Here Adobe mentions a CVE. Keep that in mind.

Yesterday, they locked a bug you might find interesting: (picture courtesy of Shirkdog)

One of the big problems with tracking the bug down is that if you change a value in the file, it no longer crashes. This isn't because you've found the triggering condition, but because if the flash is changed, Acroread gives up, and displays what it can, without any error message at all. The trick is not making the bad file not crash, but making a good file crash, and as you can see from the bug, this involves not a single issue, but multiple issues which can be hard to isolate.

Also, it seems like a few other people have caught on to the flash heap spray techniques after my tweet. The sample mentioned in a comment on the sans website as 0-day yesterday was actually a geticonv bug, which we quickly determined to be a different bug (since it didn't trip any of the breakpointed codepaths necessary to the flash bug), but still a live exploit of some kind. So yeah, we're only tracking a single bug at this point as live despite my big mouth. At the time we had two bad files, which exploited different vulnerabilities and I didn't take the bandwidth from bug one to eval bug two.

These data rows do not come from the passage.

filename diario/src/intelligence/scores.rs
//! Extraction of Big-Five scores from LLM output.
//!
//! The analysis prompt asks the model to answer with a bare JSON object, but
//! reasoning models routinely wrap it in prose or code fences. Raw text is
//! therefore scanned for the first brace-delimited span that mentions all five
//! traits, in prompt order, each followed by a non-negative number. The span
//! must sit on a single line; a response that is nothing but a pretty-printed
//! object is decoded whole before it ever reaches the scan.

use std::sync::OnceLock;

use regex::Regex;
use serde_json::Value;
use thiserror::Error;

use crate::error::DiarioError;
use crate::models::PersonalityScores;

#[derive(Error, Debug)]
pub enum InterpretError {
    #[error("No valid JSON with personality scores found in the LLM response")]
    NotFound,

    #[error("Failed to parse personality scores JSON: {0}")]
    Malformed(#[source] serde_json::Error),

    #[error("Unsupported LLM response type: {0}")]
    UnsupportedType(&'static str),
}

impl From<InterpretError> for DiarioError {
    fn from(err: InterpretError) -> Self {
        DiarioError::Validation(err.to_string())
    }
}

fn scores_pattern() -> &'static Regex {
    static PATTERN: OnceLock<Regex> = OnceLock::new();
    PATTERN.get_or_init(|| {
        Regex::new(
            r#"\{.*?"openness":\s*\d+(\.\d+)?.*?"conscientiousness":\s*\d+(\.\d+)?.*?"extraversion":\s*\d+(\.\d+)?.*?"agreeableness":\s*\d+(\.\d+)?.*?"neuroticism":\s*\d+(\.\d+)?.*?\}"#,
        )
        .expect("personality scores pattern is valid")
    })
}

/// Interpret an LLM payload that should carry personality scores.
///
/// Objects are decoded directly, strings go through [`extract_scores`], and
/// every other JSON shape is rejected.
pub fn interpret_scores(payload: &Value) -> Result<PersonalityScores, InterpretError> {
    match payload {
        Value::Object(_) => {
            serde_json::from_value(payload.clone()).map_err(InterpretError::Malformed)
        }
        Value::String(text) => extract_scores(text),
        Value::Null => Err(InterpretError::UnsupportedType("null")),
        Value::Bool(_) => Err(InterpretError::UnsupportedType("boolean")),
        Value::Number(_) => Err(InterpretError::UnsupportedType("number")),
        Value::Array(_) => Err(InterpretError::UnsupportedType("array")),
    }
}

/// Locate and decode the first score object embedded in free-form text.
pub fn extract_scores(text: &str) -> Result<PersonalityScores, InterpretError> {
    let found = scores_pattern()
        .find(text)
        .ok_or(InterpretError::NotFound)?;

    serde_json::from_str(found.as_str()).map_err(InterpretError::Malformed)
}
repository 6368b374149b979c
pub mod dto;
pub mod handlers;
pub mod openapi;
pub mod response;
pub mod router;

The patch I released on the 22nd was for the version of Acroread just before the current one (released on the 23rd), so it won't work on the latest one, but you should probably just delete authplay.dll until I can find a prettier way to disable javascript in a patch. It'll tank the program when it tries to load the missing dll, but that's just because some people don't check error codes, and it is not a vulnerable condition.